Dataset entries
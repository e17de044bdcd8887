mod error;

use crate::error::{ErrorKind, Result};
use clap::{ArgAction, Args, Parser, Subcommand};
use exn::ResultExt;
use scry_config::Config;
use scry_core::{Items, ScannerHandle};
use scry_files::{FileScannerExt, Image, ImageFormat, ImageScannerExt};
use std::fmt::Display;
use std::path::PathBuf;
use std::process::ExitCode;
use tracing_subscriber::EnvFilter;

#[derive(Parser, Debug)]
#[command(name = "scry", version, about = "Find and identify binary images")]
struct Cli {
    /// Configuration file (TOML, YAML or JSON)
    #[arg(short, long, global = true)]
    config: Option<PathBuf>,
    /// Increase log verbosity (repeatable); RUST_LOG takes precedence
    #[arg(short, long, action = ArgAction::Count, global = true)]
    verbose: u8,
    #[command(subcommand)]
    command: Command,
}

#[derive(Args, Debug)]
struct SearchArgs {
    /// Directories to search (defaults to the configured or application directories)
    directories: Vec<PathBuf>,
    /// File name glob pattern (repeatable)
    #[arg(short, long = "pattern")]
    patterns: Vec<String>,
    /// Descend into subdirectories
    #[arg(short, long)]
    recursive: bool,
}

#[derive(Subcommand, Debug)]
enum Command {
    /// List matching files
    Files {
        #[command(flatten)]
        search: SearchArgs,
        /// Only files whose name starts with this prefix
        #[arg(long)]
        prefix: Option<String>,
    },
    /// List matching files recognized as binary images
    Images {
        #[command(flatten)]
        search: SearchArgs,
        /// Only images of this format (repeatable): elf, pe, macho, wasm, archive
        #[arg(short, long = "format")]
        formats: Vec<String>,
    },
    /// List the sections or archive members inside matching images
    Entries {
        #[command(flatten)]
        search: SearchArgs,
        /// Only images of this format (repeatable): elf, pe, macho, wasm, archive
        #[arg(short, long = "format")]
        formats: Vec<String>,
    },
}

fn init_tracing(verbose: u8) {
    let level = match verbose {
        0 => "warn",
        1 => "info",
        2 => "debug",
        _ => "trace",
    };
    let filter = EnvFilter::try_from_default_env().unwrap_or_else(|_| EnvFilter::new(level));
    tracing_subscriber::fmt().with_env_filter(filter).with_writer(std::io::stderr).init();
}

fn configure(path: Option<&PathBuf>, search: &SearchArgs) -> Result<Config> {
    let mut config = Config::load(path.map(PathBuf::as_path)).or_raise(|| ErrorKind::Config)?;
    if !search.directories.is_empty() {
        config.search.directories.clone_from(&search.directories);
    }
    if !search.patterns.is_empty() {
        config.search.patterns.clone_from(&search.patterns);
    }
    config.search.recursive |= search.recursive;
    config.validate().or_raise(|| ErrorKind::Config)?;
    Ok(config)
}

/// The configured images, restricted to `formats` when any are given.
fn images(config: &Config, formats: &[String]) -> Result<ScannerHandle<Image>> {
    let formats = formats
        .iter()
        .map(|format| format.parse::<ImageFormat>())
        .collect::<scry_files::Result<Vec<_>>>()
        .or_raise(|| ErrorKind::Argument("--format".to_string()))?;
    let images = config.files().or_raise(|| ErrorKind::Config)?.read_images();
    if formats.is_empty() {
        return Ok(images);
    }
    Ok(images.with_format(formats))
}

/// Print each item as `[n] item`, returning how many errors were seen.
fn display_items<T: Display>(items: Items<'_, T>) -> usize {
    let mut counter = 0;
    let mut errors = 0;
    for item in items {
        match item {
            Ok(item) => {
                counter += 1;
                println!("[{counter}] {item}");
            },
            Err(e) => {
                errors += 1;
                tracing::error!(error = ?e, "Scan yielded an error");
            },
        }
    }
    errors
}

fn run(cli: Cli) -> Result<()> {
    let errors = match &cli.command {
        Command::Files { search, prefix } => {
            let config = configure(cli.config.as_ref(), search)?;
            let mut files = config.files().or_raise(|| ErrorKind::Config)?;
            if let Some(prefix) = prefix {
                files = files.with_name_prefix(prefix.as_str());
            }
            let context = config.context();
            display_items(files.scan(&context))
        },
        Command::Images { search, formats } => {
            let config = configure(cli.config.as_ref(), search)?;
            let images = images(&config, formats)?;
            let context = config.context();
            display_items(images.scan(&context))
        },
        Command::Entries { search, formats } => {
            let config = configure(cli.config.as_ref(), search)?;
            let entries = images(&config, formats)?.read_entries();
            let context = config.context();
            display_items(entries.scan(&context))
        },
    };
    if errors > 0 {
        exn::bail!(ErrorKind::Scan(errors));
    }
    Ok(())
}

fn main() -> ExitCode {
    let cli = Cli::parse();
    init_tracing(cli.verbose);
    match run(cli) {
        Ok(()) => ExitCode::SUCCESS,
        Err(e) => {
            eprintln!("scry: {e:?}");
            ExitCode::FAILURE
        },
    }
}

#[cfg(test)]
mod tests {
    use super::*;
    use clap::CommandFactory;
    use rstest::rstest;

    #[test]
    fn test_cli_definition() {
        Cli::command().debug_assert();
    }

    #[rstest]
    #[case(&["scry", "files", "/usr/lib", "-r", "-p", "*.so", "--prefix", "libc"])]
    #[case(&["scry", "-vv", "images", "-f", "elf", "-f", "pe"])]
    #[case(&["scry", "images", "--config", "scry.toml"])]
    #[case(&["scry", "entries", "/usr/lib", "-f", "archive", "-p", "*.a"])]
    fn test_parses(#[case] args: &[&str]) {
        assert!(Cli::try_parse_from(args).is_ok());
    }

    #[test]
    fn test_search_args() {
        let cli = Cli::try_parse_from(["scry", "-c", "scry.yaml", "files", "a", "b", "-p", "*.dll", "-p", "*.so"]).unwrap();
        assert_eq!(cli.config, Some(PathBuf::from("scry.yaml")));
        let Command::Files { search, prefix } = cli.command else {
            panic!("expected files command");
        };
        assert_eq!(search.directories, vec![PathBuf::from("a"), PathBuf::from("b")]);
        assert_eq!(search.patterns, vec!["*.dll", "*.so"]);
        assert!(!search.recursive);
        assert_eq!(prefix, None);
    }

    #[test]
    fn test_unknown_format_is_an_argument_error() {
        let err = images(&Config::default(), &["coff".to_string()]).unwrap_err();
        assert!(matches!(&*err, ErrorKind::Argument(_)));
    }

    #[test]
    fn test_display_items_counts_errors() {
        let items: Items<'_, u8> = Box::new(
            vec![Ok(1), Err(exn::Exn::from(scry_core::ErrorKind::Transform)), Ok(2)].into_iter(),
        );
        assert_eq!(display_items(items), 1);
    }
}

Problem statement
Please report all lines in the entries where "ScannerHandle" appears.

Exercise answer
use scry_core::{Items, ScannerHandle};
fn images(config: &Config, formats: &[String]) -> Result<ScannerHandle<Image>> {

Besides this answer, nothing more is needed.